Puerto Rico: Iberoamericana Editorial Vervuert. 2021. 222 pages.
La hermosa carne: El cuerpo en la poesía puertorriqueña actual is one of the best books that has been written about the body in our poetry. Winner of an Honorable Mention from the Puerto Rican PEN International Center in 2021, the book is the result of research by poet, essayist, and professor Juan Pablo Rivera (alum of the prestigious Yale and Harvard universities), and complements his own poetic oeuvre (La fuga de cerebros, 2015 and En invierno la batalla, 2021) as well as the anthology he co-edited with Nadia V. Celis, Mayra Santos Febres y el Caribe contemporáneo (2011). This impeccable monograph by a scholar of our literature is published as part of the “Nexos y diferencias” collection of Editorial Iberoamericana Vervuert in Madrid. The book contains seven chapters and a conclusion in which the following key poetry collections are studied: Huracanada (2018) by Mayra Santos Febres; the bilingual poetry selection by Ana María Fuster Lavín, Mara Pastor, and Cezanne Cardona, published in the magazine The Common (2018); Ares (2014) by Carlos Vázquez Cruz; Últimos poemas de la rosa (2013) by Lilliana Ramos Collado; Mardi Gras (2012), Sísifo (2017), and El ala psiquiátrica (unpublished) by Julio César Pol; La casa que soy (2016) by Jeannette Becerra; La casa del vacío (2018) by Mayda Colón; and Necropolis (2014) by Eduardo Lalo. This corpus encompasses a wide range of poets of the seventies, eighties, and nineties, from the magazine Sótano, as well as more recent generations from the beginning of the twenty-first century.
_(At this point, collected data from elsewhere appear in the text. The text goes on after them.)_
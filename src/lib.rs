//! # cssedit - editing session for style-sheet text
//!
//! [`CssEdit`] holds one parsed style sheet and exposes what an editor UI
//! needs: decode a property into form slots, apply an edited value, keep
//! custom declarations as free text, embed images, and render the sheet for
//! a live preview. The text handling itself lives in [`stylecodec`].
//!
//! ```rust
//! use cssedit::{CssEdit, EditorOptions};
//!
//! let mut edit = CssEdit::with_options(EditorOptions::default());
//! edit.load_from_text(".card { box-shadow: 1px 1px 1px 1px red; }").unwrap();
//!
//! let text = edit.render_text();
//! assert!(text.contains(".card.cssedit-editable-selected {"));
//!
//! // Rendered text loads back to the same model.
//! let mut again = CssEdit::new();
//! again.load_from_text(&text).unwrap();
//! assert_eq!(again.model(), edit.model());
//! ```

pub mod error;
pub mod image;
pub mod options;
pub mod session;

pub use error::{EditError, Result};
pub use options::EditorOptions;
pub use session::CssEdit;

pub use stylecodec;
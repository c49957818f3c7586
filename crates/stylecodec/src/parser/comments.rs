//! Block comment removal.

/// Blanks out every `/* ... */` comment in `source`.
///
/// Each byte of a comment becomes a space (newlines are kept), so byte
/// offsets into the result are byte offsets into `source`. An unterminated
/// comment runs to the end of the input. `/*` inside a quoted string is
/// string content, not a comment.
pub fn strip_comments(source: &str) -> String {
    let mut output = String::with_capacity(source.len());
    let mut chars = source.chars().peekable();
    let mut in_comment = false;
    let mut quote: Option<char> = None;

    while let Some(c) = chars.next() {
        if let Some(open) = quote {
            if c == open {
                quote = None;
            }
            output.push(c);
        } else if in_comment {
            if c == '*' && chars.peek() == Some(&'/') {
                chars.next();
                output.push_str("  ");
                in_comment = false;
            } else if c == '\n' {
                output.push('\n');
            } else {
                output.extend(std::iter::repeat_n(' ', c.len_utf8()));
            }
        } else if c == '/' && chars.peek() == Some(&'*') {
            chars.next();
            output.push_str("  ");
            in_comment = true;
        } else {
            if c == '"' || c == '\'' {
                quote = Some(c);
            }
            output.push(c);
        }
    }

    output
}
In a work that takes from cultural studies, comparative literature (both Latin American and North American), and literary theory, Rivera presents a sharp analysis of how that “beautiful meat” is revealed on various fronts through the body in its full potential, from the feminine and disasters, queer strategies, and “the excesses of the fat body” to the vigilance of a guardian poet who watches over a poetry in the ruins of the notion of homeland left to us at the beginning of the new century. He shows all this through two sections in this volume, designated as demarcations and spectrality. One of the virtues of this study is its contextualization within the continuum of Puerto Rican literature, dialoguing with and signaling interesting points from other pertinent studies, such as Literatura y paternalismo en Puerto Rico by Juan Gelpí; Ciudadano insano: Ensayos bestiales sobre cultura y literatura by Juan Duchesne Winter; Hilo de Aracne: Literatura puertorriqueña hoy by Áurea María Sotomayor; and Los prosaicos dioses de hoy: Poetas puertorriqueños de lo que va de siglo by Melanie Pérez Ortiz, among others.
“THE BOOK ADVANCES FROM THE FEMININE BODY AND THE QUEER BODY TO MOVE TOWARDS THE APPARENT HYPERBOLE OF THE ‘FAT BODY’ THAT AFFIRMS ITS OWN BEAUTY AND HEALTH, BEYOND INHERITED MODELS OF BEAUTY”
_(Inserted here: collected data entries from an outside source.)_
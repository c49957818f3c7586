//! Integration tests for value decoding and encoding.
//!
//! Covers the three composite kinds and their variants:
//! - length: var, length_val, calc
//! - colordir: var, color24, color12, color_rgba, color_rgb, color_name
//! - image: var, file, url
//!
//! plus multi-slot properties, checkboxes and the raw-text fallback.

use stylecodec::grammar::{CompositeKind, Variant, properties};
use stylecodec::{CompositeValue, DecodedValue, SlotValue, SubValue, decode_value, encode_value};

fn composite(decoded: &DecodedValue, slot: usize) -> &CompositeValue {
    decoded.slots().unwrap()[slot].as_composite().unwrap()
}

fn numbers(values: &[f64]) -> Vec<SubValue> {
    values.iter().copied().map(SubValue::Number).collect()
}

fn round_trip(property: &str, raw: &str) {
    let decoded = decode_value(property, raw);
    let encoded = encode_value(property, &decoded);
    assert_eq!(
        decode_value(property, &encoded),
        decoded,
        "{property}: {raw:?} re-encoded as {encoded:?}"
    );
}

// ============================================================================
// COLORS
// ============================================================================

#[test]
fn test_short_hex_white() {
    let decoded = decode_value("color", "#fff");
    let color = composite(&decoded, 0);
    assert_eq!(color.kind, CompositeKind::ColorDir);
    assert_eq!(color.variant, Variant::Color24);
    assert_eq!(color.values, numbers(&[255.0, 255.0, 255.0, 1.0]));
    assert_eq!(encode_value("color", &decoded), "#ffffff");
}

#[test]
fn test_rgba_background() {
    let decoded = decode_value("background-color", "rgba(10,20,30,0.5)");
    let color = composite(&decoded, 0);
    assert_eq!(color.variant, Variant::ColorRgba);
    assert_eq!(color.values, numbers(&[10.0, 20.0, 30.0, 0.5]));
    assert_eq!(
        encode_value("background-color", &decoded),
        "rgba(10, 20, 30, 0.5)"
    );
}

#[test]
fn test_rgb_encodes_as_hex() {
    let decoded = decode_value("color", "rgb(255, 136, 0)");
    assert_eq!(encode_value("color", &decoded), "#ff8800");
}

#[test]
fn test_rgb_components_are_clamped() {
    let decoded = decode_value("color", "rgba(300, 12.6, 0, 2)");
    assert_eq!(composite(&decoded, 0).values, numbers(&[255.0, 13.0, 0.0, 1.0]));
    assert_eq!(encode_value("color", &decoded), "#ff0d00");
}

#[test]
fn test_named_color_keeps_spelling() {
    let decoded = decode_value("border-color", "DarkOrange");
    let color = composite(&decoded, 0);
    assert_eq!(color.variant, Variant::ColorName);
    assert_eq!(color.values[1], SubValue::Text("#ff8c00".into()));
    assert_eq!(encode_value("border-color", &decoded), "DarkOrange");
}

#[test]
fn test_transparent_is_a_named_color() {
    let decoded = decode_value("background-color", "transparent");
    assert_eq!(composite(&decoded, 0).variant, Variant::ColorName);
}

#[test]
fn test_eight_digit_hex_is_unparsed() {
    assert_eq!(
        decode_value("color", "#aabbccdd"),
        DecodedValue::Unparsed("#aabbccdd".into())
    );
}

#[test]
fn test_color_var() {
    let decoded = decode_value("color", "var(--brand)");
    let color = composite(&decoded, 0);
    assert_eq!(color.variant, Variant::Var);
    assert_eq!(encode_value("color", &decoded), "var(--brand)");
}

// ============================================================================
// LENGTHS
// ============================================================================

#[test]
fn test_length_units() {
    for raw in ["2px", "50%", "1.5em", "2rem", "12pt", "3mm", "4q", "10vw", "10vh", "1ex", "2ch", "1in", "1pc"] {
        let decoded = decode_value("width", raw);
        assert_eq!(composite(&decoded, 0).variant, Variant::LengthVal, "{raw}");
        assert_eq!(encode_value("width", &decoded), raw);
    }
}

#[test]
fn test_negative_length() {
    let decoded = decode_value("text-indent", "-1.25em");
    assert_eq!(
        composite(&decoded, 0).values,
        vec![SubValue::Number(-1.25), SubValue::Text("em".into())]
    );
}

#[test]
fn test_unitless_zero_is_unparsed() {
    assert!(decode_value("top", "0").is_unparsed());
}

#[test]
fn test_overflowing_length_is_unparsed() {
    let raw = format!("1{}px", "0".repeat(400));
    assert_eq!(decode_value("width", &raw), DecodedValue::Unparsed(raw.clone()));
    round_trip("width", &raw);
}

#[test]
fn test_calc_length() {
    let decoded = decode_value("width", "calc(100% - 20px)");
    assert_eq!(composite(&decoded, 0).variant, Variant::Calc);
    assert_eq!(encode_value("width", &decoded), "calc(100% - 20px)");
}

#[test]
fn test_auto_is_not_a_length() {
    assert_eq!(
        decode_value("width", "auto"),
        DecodedValue::Unparsed("auto".into())
    );
}

// ============================================================================
// IMAGES
// ============================================================================

#[test]
fn test_image_url() {
    let decoded = decode_value("background-image", "url(\"img/bg.png\")");
    let image = composite(&decoded, 0);
    assert_eq!(image.kind, CompositeKind::Image);
    assert_eq!(image.variant, Variant::Url);
    assert_eq!(image.values, vec![SubValue::Text("img/bg.png".into())]);
}

#[test]
fn test_image_data_url_is_file() {
    let raw = "url(\"data:image/png;base64,iVBORw0KGgo=\")";
    let decoded = decode_value("background-image", raw);
    assert_eq!(composite(&decoded, 0).variant, Variant::File);
    assert_eq!(encode_value("background-image", &decoded), raw);
}

#[test]
fn test_single_quoted_url_normalizes_quotes() {
    let decoded = decode_value("background-image", "url('a.png')");
    assert_eq!(encode_value("background-image", &decoded), "url(\"a.png\")");
}

// ============================================================================
// MULTI-SLOT PROPERTIES
// ============================================================================

#[test]
fn test_box_shadow_full() {
    let decoded = decode_value("box-shadow", "1px 2px 3px 4px rgba(0,0,0,0.25) inset");
    let slots = decoded.slots().unwrap();
    assert_eq!(slots.len(), 6);
    assert_eq!(slots[5], SlotValue::Checkbox(true));
    assert_eq!(
        encode_value("box-shadow", &decoded),
        "1px 2px 3px 4px rgba(0, 0, 0, 0.25) inset"
    );
}

#[test]
fn test_box_shadow_without_inset() {
    let decoded = decode_value("box-shadow", "1px 2px 3px 4px #000");
    assert_eq!(decoded.slots().unwrap()[5], SlotValue::Checkbox(false));
    assert_eq!(encode_value("box-shadow", &decoded), "1px 2px 3px 4px #000000");
}

#[test]
fn test_box_shadow_unitless_zero_is_unparsed() {
    // Unitless zero is not a length, so the whole value stays verbatim.
    assert!(decode_value("box-shadow", "0 0 1px 2px red").is_unparsed());
}

#[test]
fn test_background_position_pair() {
    let decoded = decode_value("background-position", "left bottom");
    assert_eq!(
        decoded,
        DecodedValue::Slots(vec![
            SlotValue::Choice("left".into()),
            SlotValue::Choice("bottom".into()),
        ])
    );
}

#[test]
fn test_padding_mixed_variants() {
    let decoded = decode_value("padding", "1px var(--gap) calc(2em + 1px) 5%");
    let variants: Vec<_> = (0..4).map(|i| composite(&decoded, i).variant).collect();
    assert_eq!(
        variants,
        [Variant::LengthVal, Variant::Var, Variant::Calc, Variant::LengthVal]
    );
}

#[test]
fn test_edited_slot_encodes() {
    let mut decoded = decode_value("margin", "1px 2px 3px 4px");
    decoded.slots_mut().unwrap()[1] = SlotValue::Composite(CompositeValue::length(8.0, "em"));
    decoded.slots_mut().unwrap()[3] = SlotValue::Absent;
    assert_eq!(encode_value("margin", &decoded), "1px 8em 3px");
}

// ============================================================================
// FALLBACKS
// ============================================================================

#[test]
fn test_unknown_property_passthrough() {
    let raw = "repeat(3, 1fr) / auto-flow";
    assert_eq!(
        decode_value("grid-template", raw),
        DecodedValue::Unparsed(raw.into())
    );
    assert_eq!(
        encode_value("grid-template", &DecodedValue::Unparsed(raw.into())),
        raw
    );
}

#[test]
fn test_shorthand_is_unparsed() {
    assert!(decode_value("border-style", "solid dashed").is_unparsed());
}

#[test]
fn test_select_mismatch() {
    assert!(decode_value("position", "sticky").is_unparsed());
}

// ============================================================================
// ROUND TRIP
// ============================================================================

#[test]
fn test_round_trip_stable() {
    let cases = [
        ("color", "#abc"),
        ("color", "RGB(1,2,3)"),
        ("color", "rgb(1,2,3)"),
        ("color", "rgba(0, 0, 0, 0)"),
        ("color", "tomato"),
        ("background-image", "URL(\"x.gif\")"),
        ("background-image", "url('a\"b.png')"),
        ("box-shadow", "2px 2px 2px 3px rgba(0,0,0,0.5)"),
        ("font-synthesis", "weight"),
        ("font-family", "monospace"),
        ("margin", "0px auto"),
        ("line-height", "1.4em"),
    ];
    for (property, raw) in cases {
        round_trip(property, raw);
    }
}

#[test]
fn test_every_default_round_trips() {
    for info in properties() {
        round_trip(info.name, info.default_value);
    }
}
Juan Pablo Rivera employs a contemporary criticism with an inclusive language, which he explains at the end of the book in the section “Poetas puertorriqueñxs: Nota de estilo.” In this section he addresses the necessity of writing with the standard masculine noun, but destabilizing that standard through the use of the suffixes “-e” and “-x,” recognizing that “there is a multitude of people, including some Puerto Rican poets, who don’t let themselves be ruled by sexist language standards.” The author does exactly that throughout the content of the book, as the sample analyzed carries out precisely this function in the development of our modern poetry. The book departs from inherited models to blow them up and to question, reproach, and remember that there is great diversity beyond heteronormativity. Each of the poets presented in La hermosa carne… proposes to subvert those inherited models in order to recontextualize them from a wider and more inclusive perspective than that held by previous generations. Rivera, in his comments, elucidates the mechanisms through which these creators approach language to present their ideas.
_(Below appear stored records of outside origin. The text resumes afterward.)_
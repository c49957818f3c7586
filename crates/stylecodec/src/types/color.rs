//! RGBA color type with hex and named-color conversion.
//!
//! This module provides the [`RgbaColor`] type used by the `colordir`
//! composite kind. Colors can be built from:
//!
//! - **Hex**: `#RGB` (each nibble expanded to a byte), `#RRGGBB`
//! - **Components**: `rgb(r, g, b)`, `rgba(r, g, b, a)` via [`RgbaColor::from_components`]
//! - **Named**: CSS color names like `red`, `aliceblue`, `rebeccapurple`, plus `transparent`
//!
//! ## Canonical output
//!
//! A fully opaque color renders as `#rrggbb`; any other alpha renders as
//! `rgba(r, g, b, a)`:
//!
//! ```
//! use stylecodec::types::RgbaColor;
//!
//! assert_eq!(RgbaColor::rgb(255, 255, 255).to_string(), "#ffffff");
//! assert_eq!(RgbaColor::rgba(10, 20, 30, 0.5).to_string(), "rgba(10, 20, 30, 0.5)");
//! ```

use std::fmt;

/// Named CSS colors, in table order.
static NAMED_COLORS: phf::OrderedMap<&'static str, (u8, u8, u8)> = phf::phf_ordered_map! {
    "black" => (0, 0, 0),
    "white" => (255, 255, 255),
    "red" => (255, 0, 0),
    "green" => (0, 128, 0),
    "blue" => (0, 0, 255),
    "yellow" => (255, 255, 0),
    "cyan" => (0, 255, 255),
    "aqua" => (0, 255, 255),
    "magenta" => (255, 0, 255),
    "fuchsia" => (255, 0, 255),
    "aliceblue" => (240, 248, 255),
    "antiquewhite" => (250, 235, 215),
    "aquamarine" => (127, 255, 212),
    "azure" => (240, 255, 255),
    "beige" => (245, 245, 220),
    "bisque" => (255, 228, 196),
    "blanchedalmond" => (255, 235, 205),
    "blueviolet" => (138, 43, 226),
    "brown" => (165, 42, 42),
    "burlywood" => (222, 184, 135),
    "cadetblue" => (95, 158, 160),
    "chartreuse" => (127, 255, 0),
    "chocolate" => (210, 105, 30),
    "coral" => (255, 127, 80),
    "cornflowerblue" => (100, 149, 237),
    "cornsilk" => (255, 248, 220),
    "crimson" => (220, 20, 60),
    "darkblue" => (0, 0, 139),
    "darkcyan" => (0, 139, 139),
    "darkgoldenrod" => (184, 134, 11),
    "darkgray" => (169, 169, 169),
    "darkgrey" => (169, 169, 169),
    "darkgreen" => (0, 100, 0),
    "darkkhaki" => (189, 183, 107),
    "darkmagenta" => (139, 0, 139),
    "darkolivegreen" => (85, 107, 47),
    "darkorange" => (255, 140, 0),
    "darkorchid" => (153, 50, 204),
    "darkred" => (139, 0, 0),
    "darksalmon" => (233, 150, 122),
    "darkseagreen" => (143, 188, 143),
    "darkslateblue" => (72, 61, 139),
    "darkslategray" => (47, 79, 79),
    "darkslategrey" => (47, 79, 79),
    "darkturquoise" => (0, 206, 209),
    "darkviolet" => (148, 0, 211),
    "deeppink" => (255, 20, 147),
    "deepskyblue" => (0, 191, 255),
    "dimgray" => (105, 105, 105),
    "dimgrey" => (105, 105, 105),
    "dodgerblue" => (30, 144, 255),
    "firebrick" => (178, 34, 34),
    "floralwhite" => (255, 250, 240),
    "forestgreen" => (34, 139, 34),
    "gainsboro" => (220, 220, 220),
    "ghostwhite" => (248, 248, 255),
    "gold" => (255, 215, 0),
    "goldenrod" => (218, 165, 32),
    "gray" => (128, 128, 128),
    "grey" => (128, 128, 128),
    "greenyellow" => (173, 255, 47),
    "honeydew" => (240, 255, 240),
    "hotpink" => (255, 105, 180),
    "indianred" => (205, 92, 92),
    "indigo" => (75, 0, 130),
    "ivory" => (255, 255, 240),
    "khaki" => (240, 230, 140),
    "lavender" => (230, 230, 250),
    "lavenderblush" => (255, 240, 245),
    "lawngreen" => (124, 252, 0),
    "lemonchiffon" => (255, 250, 205),
    "lightblue" => (173, 216, 230),
    "lightcoral" => (240, 128, 128),
    "lightcyan" => (224, 255, 255),
    "lightgoldenrodyellow" => (250, 250, 210),
    "lightgray" => (211, 211, 211),
    "lightgrey" => (211, 211, 211),
    "lightgreen" => (144, 238, 144),
    "lightpink" => (255, 182, 193),
    "lightsalmon" => (255, 160, 122),
    "lightseagreen" => (32, 178, 170),
    "lightskyblue" => (135, 206, 250),
    "lightslategray" => (119, 136, 153),
    "lightslategrey" => (119, 136, 153),
    "lightsteelblue" => (176, 196, 222),
    "lightyellow" => (255, 255, 224),
    "lime" => (0, 255, 0),
    "limegreen" => (50, 205, 50),
    "linen" => (250, 240, 230),
    "maroon" => (128, 0, 0),
    "mediumaquamarine" => (102, 205, 170),
    "mediumblue" => (0, 0, 205),
    "mediumorchid" => (186, 85, 211),
    "mediumpurple" => (147, 112, 219),
    "mediumseagreen" => (60, 179, 113),
    "mediumslateblue" => (123, 104, 238),
    "mediumspringgreen" => (0, 250, 154),
    "mediumturquoise" => (72, 209, 204),
    "mediumvioletred" => (199, 21, 133),
    "midnightblue" => (25, 25, 112),
    "mintcream" => (245, 255, 250),
    "mistyrose" => (255, 228, 225),
    "moccasin" => (255, 228, 181),
    "navajowhite" => (255, 222, 173),
    "navy" => (0, 0, 128),
    "oldlace" => (253, 245, 230),
    "olive" => (128, 128, 0),
    "olivedrab" => (107, 142, 35),
    "orange" => (255, 165, 0),
    "orangered" => (255, 69, 0),
    "orchid" => (218, 112, 214),
    "palegoldenrod" => (238, 232, 170),
    "palegreen" => (152, 251, 152),
    "paleturquoise" => (175, 238, 238),
    "palevioletred" => (219, 112, 147),
    "papayawhip" => (255, 239, 213),
    "peachpuff" => (255, 218, 185),
    "peru" => (205, 133, 63),
    "pink" => (255, 192, 203),
    "plum" => (221, 160, 221),
    "powderblue" => (176, 224, 230),
    "purple" => (128, 0, 128),
    "rebeccapurple" => (102, 51, 153),
    "rosybrown" => (188, 143, 143),
    "royalblue" => (65, 105, 225),
    "saddlebrown" => (139, 69, 19),
    "salmon" => (250, 128, 114),
    "sandybrown" => (244, 164, 96),
    "seagreen" => (46, 139, 87),
    "seashell" => (255, 245, 238),
    "sienna" => (160, 82, 45),
    "silver" => (192, 192, 192),
    "skyblue" => (135, 206, 235),
    "slateblue" => (106, 90, 205),
    "slategray" => (112, 128, 144),
    "slategrey" => (112, 128, 144),
    "snow" => (255, 250, 250),
    "springgreen" => (0, 255, 127),
    "steelblue" => (70, 130, 180),
    "tan" => (210, 180, 140),
    "teal" => (0, 128, 128),
    "thistle" => (216, 191, 216),
    "tomato" => (255, 99, 71),
    "turquoise" => (64, 224, 208),
    "violet" => (238, 130, 238),
    "wheat" => (245, 222, 179),
    "whitesmoke" => (245, 245, 245),
    "yellowgreen" => (154, 205, 50),
};

/// An RGBA color.
#[derive(Clone, Copy, Debug, PartialEq)]
pub struct RgbaColor {
    /// Red component (0-255).
    pub r: u8,
    /// Green component (0-255).
    pub g: u8,
    /// Blue component (0-255).
    pub b: u8,
    /// Alpha component (0.0 = transparent, 1.0 = opaque).
    pub a: f64,
}

impl Default for RgbaColor {
    fn default() -> Self {
        Self::rgb(0, 0, 0)
    }
}

impl RgbaColor {
    pub const fn rgb(r: u8, g: u8, b: u8) -> Self {
        Self { r, g, b, a: 1.0 }
    }

    pub const fn rgba(r: u8, g: u8, b: u8, a: f64) -> Self {
        Self { r, g, b, a }
    }

    /// Returns a fully transparent color.
    pub const fn transparent() -> Self {
        Self::rgba(0, 0, 0, 0.0)
    }

    /// Builds a color from raw numeric components as they appear inside
    /// `rgb()`/`rgba()`. Channels are rounded and clamped to 0..=255, alpha
    /// is clamped to 0..=1.
    pub fn from_components(r: f64, g: f64, b: f64, a: f64) -> Self {
        Self {
            r: channel(r),
            g: channel(g),
            b: channel(b),
            a: if a.is_nan() { 1.0 } else { a.clamp(0.0, 1.0) },
        }
    }

    /// Parses the digits of a hex color (without the leading `#`).
    ///
    /// Accepts 3 digits (`abc` -> `aabbcc`) and 6 digits. Anything else
    /// returns `None`.
    pub fn from_hex(digits: &str) -> Option<Self> {
        let nibbles = digits
            .chars()
            .map(|c| c.to_digit(16).map(|d| d as u8))
            .collect::<Option<Vec<u8>>>()?;

        match nibbles.as_slice() {
            [r, g, b] => Some(Self::rgb(
                expand_nibble(*r),
                expand_nibble(*g),
                expand_nibble(*b),
            )),
            [r1, r2, g1, g2, b1, b2] => {
                Some(Self::rgb(r1 * 16 + r2, g1 * 16 + g2, b1 * 16 + b2))
            }
            _ => None,
        }
    }

    /// Looks up a named color (case-insensitive). `transparent` is included.
    pub fn named(name: &str) -> Option<Self> {
        let lower = name.to_ascii_lowercase();
        if lower == "transparent" {
            return Some(Self::transparent());
        }
        NAMED_COLORS
            .get(lower.as_str())
            .map(|&(r, g, b)| Self::rgb(r, g, b))
    }

    /// Iterates all named colors in table order, `transparent` first.
    pub fn named_colors() -> impl Iterator<Item = (&'static str, RgbaColor)> {
        std::iter::once(("transparent", Self::transparent())).chain(
            NAMED_COLORS
                .entries()
                .map(|(name, &(r, g, b))| (*name, Self::rgb(r, g, b))),
        )
    }

    /// Returns true if alpha is exactly 1.
    pub fn is_opaque(&self) -> bool {
        self.a == 1.0
    }

    /// Formats the RGB channels as `#rrggbb`, ignoring alpha.
    pub fn to_hex(&self) -> String {
        format!("#{:02x}{:02x}{:02x}", self.r, self.g, self.b)
    }
}

impl fmt::Display for RgbaColor {
    fn fmt(&self, f: &mut fmt::Formatter<'_>) -> fmt::Result {
        if self.is_opaque() {
            f.write_str(&self.to_hex())
        } else {
            write!(f, "rgba({}, {}, {}, {})", self.r, self.g, self.b, self.a)
        }
    }
}

/// Expands a 4-bit intensity to 8 bits with `round(n * 255 / 15)`.
fn expand_nibble(n: u8) -> u8 {
    (f64::from(n) * 255.0 / 15.0).round() as u8
}

fn channel(value: f64) -> u8 {
    if value.is_nan() {
        return 0;
    }
    value.round().clamp(0.0, 255.0) as u8
}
The book advances from the feminine body and the queer body to move towards the apparent hyperbole of the “fat body” which affirms its beauty and health beyond inherited models of beauty, and from there continues towards dismantling the house as an essential metaphor of our literature, which has been challenged both privately and publicly, until arriving at a dead city in which the poetic voice rises up with a Foucaultian panopticon gaze to dispense with those spaces and reinstate them within language. Each of the authors analyzed is strung together in an Ariadne’s thread of attempts to present a “beautiful meat” that goes beyond traditional ideas about the body: women as mothers, the genders defined as male and female, thinness as the aesthetic ideal, and the Homeland, with a capital H, as praised by rigid ideologies that blindly distance themselves from the political reality of the island of Puerto Rico.
Any reader of these 222 pages of reflection on our modern poetry will come out illuminated and moved by the proposals that Juan Pablo Rivera so clearly expounds, without making concessions to good taste or to the bourgeois paradigm to which many island institutions still cling.